***** Input material

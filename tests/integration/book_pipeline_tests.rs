/*!
 * End-to-end tests: source file to audio and JSON artifacts
 */

use anyhow::Result;
use std::collections::HashSet;
use std::sync::Arc;

use readalong::errors::PipelineError;
use readalong::pipeline::{BookProcessor, MetadataOverrides};
use readalong::state::{ARCHIVED_STATE_FILE_NAME, STATE_FILE_NAME};
use readalong::synthesis::mock::MockBackend;
use readalong::synthesis::wav::decode_wav;
use readalong::timing::BookTimingMap;
use crate::common::{self, CountingObserver, SENTENCES_PER_CHAPTER};

/// Test a full run over a three-chapter book
#[tokio::test]
async fn test_process_book_shouldWriteAllArtifacts() -> Result<()> {
    let dir = common::create_temp_dir()?;
    let source = common::create_test_file(dir.path(), "the_sample_book.txt", &common::sample_book(3))?;
    let output_dir = dir.path().join("out");

    let backend = MockBackend::working();
    let observer = CountingObserver::new();
    let processor = BookProcessor::with_backend(common::test_config(), Arc::new(backend.clone()))?
        .with_observer(observer.clone());

    let output = processor
        .process_book(&source, &output_dir, &MetadataOverrides::default())
        .await?;

    assert_eq!(output.synthesized, vec![1, 2, 3]);
    assert!(output.restored.is_empty());
    assert_eq!(output.silent_sentences, 0);
    assert_eq!(backend.call_count(), 3 * SENTENCES_PER_CHAPTER);
    assert_eq!(backend.release_count(), backend.call_count());
    assert_eq!(observer.completed(), 3);
    assert_eq!(observer.sentences(), 3 * SENTENCES_PER_CHAPTER);

    for n in 1..=3 {
        let audio = output_dir.join(format!("audio/ch{:02}.wav", n));
        let decoded = decode_wav(&std::fs::read(&audio)?)?;
        let chapter = &output.timing.chapters[n - 1];
        assert!(decoded.duration_secs() >= chapter.duration);
    }

    assert!(!output_dir.join(STATE_FILE_NAME).exists());
    Ok(())
}

/// Test the structure of the three JSON artifacts
#[tokio::test]
async fn test_process_book_artifacts_shouldAgreeOnIdsAndMetadata() -> Result<()> {
    let dir = common::create_temp_dir()?;
    let source = common::create_test_file(dir.path(), "the_sample_book.txt", &common::sample_book(2))?;
    let output_dir = dir.path().join("out");

    let processor = BookProcessor::with_backend(common::test_config(), Arc::new(MockBackend::working()))?;
    processor
        .process_book(&source, &output_dir, &MetadataOverrides::default())
        .await?;

    let manifest = common::read_json(&output_dir.join("manifest.json"))?;
    assert_eq!(manifest["bookId"], "the-sample-book");
    assert_eq!(manifest["title"], "The Sample Book");
    assert_eq!(manifest["author"], "Test Author");
    assert!(manifest["cover"].is_null());
    assert_eq!(manifest["timing"], "timing.json");
    assert_eq!(manifest["text"], "text.json");
    assert_eq!(manifest["chapterCount"], 2);
    assert_eq!(manifest["chapters"][1]["id"], "ch02");
    assert_eq!(manifest["chapters"][1]["sentenceCount"], SENTENCES_PER_CHAPTER);
    assert_eq!(manifest["generated"]["voice"], "default");
    assert_eq!(manifest["generated"]["speed"], 1.0);

    let timing: BookTimingMap =
        serde_json::from_str(&std::fs::read_to_string(output_dir.join("timing.json"))?)?;
    let timing_ids: Vec<String> = timing
        .chapters
        .iter()
        .flat_map(|c| c.entries.iter().map(|e| e.id.clone()))
        .collect();

    let text = common::read_json(&output_dir.join("text.json"))?;
    let mut text_ids = Vec::new();
    for chapter in text["chapters"].as_array().unwrap() {
        for paragraph in chapter["paragraphs"].as_array().unwrap() {
            for sentence in paragraph["sentences"].as_array().unwrap() {
                text_ids.push(sentence["id"].as_str().unwrap().to_string());
            }
        }
    }

    assert_eq!(timing_ids, text_ids);
    assert_eq!(timing_ids.iter().collect::<HashSet<_>>().len(), timing_ids.len());
    assert_eq!(timing_ids[0], "ch01_s0000");
    assert_eq!(text["chapters"][0]["paragraphs"][1]["id"], "ch01_p001");
    assert_eq!(
        text["chapters"][0]["paragraphs"][1]["sentences"][1]["text"],
        "Dr. Watson arrived at 3.30 pm sharp."
    );

    let sum: f64 = timing.chapters.iter().map(|c| c.duration).sum();
    assert!((timing.total_duration - sum).abs() < 1e-6);
    Ok(())
}

/// Test operator overrides and cover detection
#[tokio::test]
async fn test_process_book_withOverridesAndCover_shouldUseThem() -> Result<()> {
    let dir = common::create_temp_dir()?;
    let source = common::create_test_file(dir.path(), "book.txt", &common::sample_book(1))?;
    let output_dir = dir.path().join("out");
    std::fs::create_dir_all(&output_dir)?;
    common::create_test_file(&output_dir, "cover.jpg", "jpeg")?;

    let overrides = MetadataOverrides {
        title: Some("A Study in Tests".to_string()),
        author: Some("A. Writer".to_string()),
    };
    let processor = BookProcessor::with_backend(common::test_config(), Arc::new(MockBackend::working()))?;
    let output = processor.process_book(&source, &output_dir, &overrides).await?;

    assert_eq!(output.timing.book_id, "a-study-in-tests");
    let manifest = common::read_json(&output.artifacts.manifest)?;
    assert_eq!(manifest["author"], "A. Writer");
    assert_eq!(manifest["cover"], "cover.jpg");
    Ok(())
}

/// Test that retries exhausted on every sentence still produce a complete book
#[tokio::test]
async fn test_process_book_withFailingBackend_shouldFillWithSilence() -> Result<()> {
    let dir = common::create_temp_dir()?;
    let source = common::create_test_file(dir.path(), "book.txt", &common::sample_book(2))?;
    let output_dir = dir.path().join("out");

    let config = common::test_config();
    let silence = config.synthesis.silence_secs;
    let backend = MockBackend::failing();
    let processor = BookProcessor::with_backend(config, Arc::new(backend.clone()))?;
    let output = processor
        .process_book(&source, &output_dir, &MetadataOverrides::default())
        .await?;

    assert_eq!(output.silent_sentences, 2 * SENTENCES_PER_CHAPTER);
    assert_eq!(backend.call_count(), 2 * 2 * SENTENCES_PER_CHAPTER);
    for entry in &output.timing.chapters[0].entries {
        assert!((entry.end - entry.start - silence).abs() < 1e-3);
    }
    Ok(())
}

/// Test keeping the completed checkpoint under its archived name
#[tokio::test]
async fn test_process_book_withKeepCompletedState_shouldArchiveCheckpoint() -> Result<()> {
    let dir = common::create_temp_dir()?;
    let source = common::create_test_file(dir.path(), "book.txt", &common::sample_book(2))?;
    let output_dir = dir.path().join("out");

    let mut config = common::test_config();
    config.resume.keep_completed_state = true;
    let processor = BookProcessor::with_backend(config, Arc::new(MockBackend::working()))?;
    processor
        .process_book(&source, &output_dir, &MetadataOverrides::default())
        .await?;

    assert!(!output_dir.join(STATE_FILE_NAME).exists());
    let archived = common::read_json(&output_dir.join(ARCHIVED_STATE_FILE_NAME))?;
    assert_eq!(archived["completed_chapters"].as_array().unwrap().len(), 2);
    Ok(())
}

/// Test that a text without headings becomes one chapter
#[tokio::test]
async fn test_process_book_withoutHeadings_shouldUseFullTextChapter() -> Result<()> {
    let dir = common::create_temp_dir()?;
    let source = common::create_test_file(
        dir.path(),
        "essay.txt",
        "An essay with no chapters. It has two sentences.\n\nAnd a second paragraph.",
    )?;
    let output_dir = dir.path().join("out");

    let processor = BookProcessor::with_backend(common::test_config(), Arc::new(MockBackend::working()))?;
    let output = processor
        .process_book(&source, &output_dir, &MetadataOverrides::default())
        .await?;

    assert_eq!(output.timing.chapter_count, 1);
    assert_eq!(output.timing.chapters[0].title, "Full Text");
    assert_eq!(output.timing.chapters[0].entries.len(), 3);
    assert_eq!(output.timing.author, "Unknown Author");
    Ok(())
}

/// Test rejection of sources that are not text
#[tokio::test]
async fn test_process_book_withUnsupportedSource_shouldFailBeforeProcessing() -> Result<()> {
    let dir = common::create_temp_dir()?;
    let source = common::create_test_file(dir.path(), "book.epub", "not really an epub")?;
    let output_dir = dir.path().join("out");

    let backend = MockBackend::working();
    let processor = BookProcessor::with_backend(common::test_config(), Arc::new(backend.clone()))?;
    let result = processor
        .process_book(&source, &output_dir, &MetadataOverrides::default())
        .await;

    assert!(result.is_err());
    assert_eq!(backend.call_count(), 0);
    assert!(!output_dir.join(STATE_FILE_NAME).exists());
    Ok(())
}

/// Test leaving chapters out at the operator's request
#[tokio::test]
async fn test_process_book_withSkipChapters_shouldCompleteWithoutThem() -> Result<()> {
    let dir = common::create_temp_dir()?;
    let source = common::create_test_file(dir.path(), "book.txt", &common::sample_book(3))?;
    let output_dir = dir.path().join("out");

    let backend = MockBackend::working();
    let observer = CountingObserver::new();
    let processor = BookProcessor::with_backend(common::test_config(), Arc::new(backend.clone()))?
        .with_observer(observer.clone())
        .with_skip_chapters([2]);
    let output = processor
        .process_book(&source, &output_dir, &MetadataOverrides::default())
        .await?;

    assert_eq!(output.synthesized, vec![1, 3]);
    assert_eq!(output.skipped, vec![2]);
    assert_eq!(backend.call_count(), 2 * SENTENCES_PER_CHAPTER);
    assert_eq!(observer.skipped(), 1);

    let ids: Vec<&str> = output.timing.chapters.iter().map(|c| c.chapter_id.as_str()).collect();
    assert_eq!(ids, vec!["ch01", "ch03"]);
    assert!(!output_dir.join("audio/ch02.wav").exists());
    assert!(!output_dir.join(STATE_FILE_NAME).exists());

    // a later run without the option picks the chapter up again
    let again = BookProcessor::with_backend(common::test_config(), Arc::new(MockBackend::working()))?
        .process_book(&source, &output_dir, &MetadataOverrides::default())
        .await?;
    assert_eq!(again.synthesized, vec![1, 2, 3]);
    Ok(())
}

/// Test that a processor refuses settings that would break timing
#[test]
fn test_processor_withNegativePause_shouldRejectConfig() {
    let mut config = common::test_config();
    config.pacing.sentence_pause = -0.5;

    let result = BookProcessor::with_backend(config, Arc::new(MockBackend::working()));
    assert!(matches!(result, Err(PipelineError::Config(_))));
}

**********

# Required work
Please show every line of the entries above that contains the word "synthesized".

# Output below
    assert_eq!(output.synthesized, vec![1, 2, 3]);
    assert_eq!(output.synthesized, vec![1, 3]);
    assert_eq!(again.synthesized, vec![1, 2, 3]);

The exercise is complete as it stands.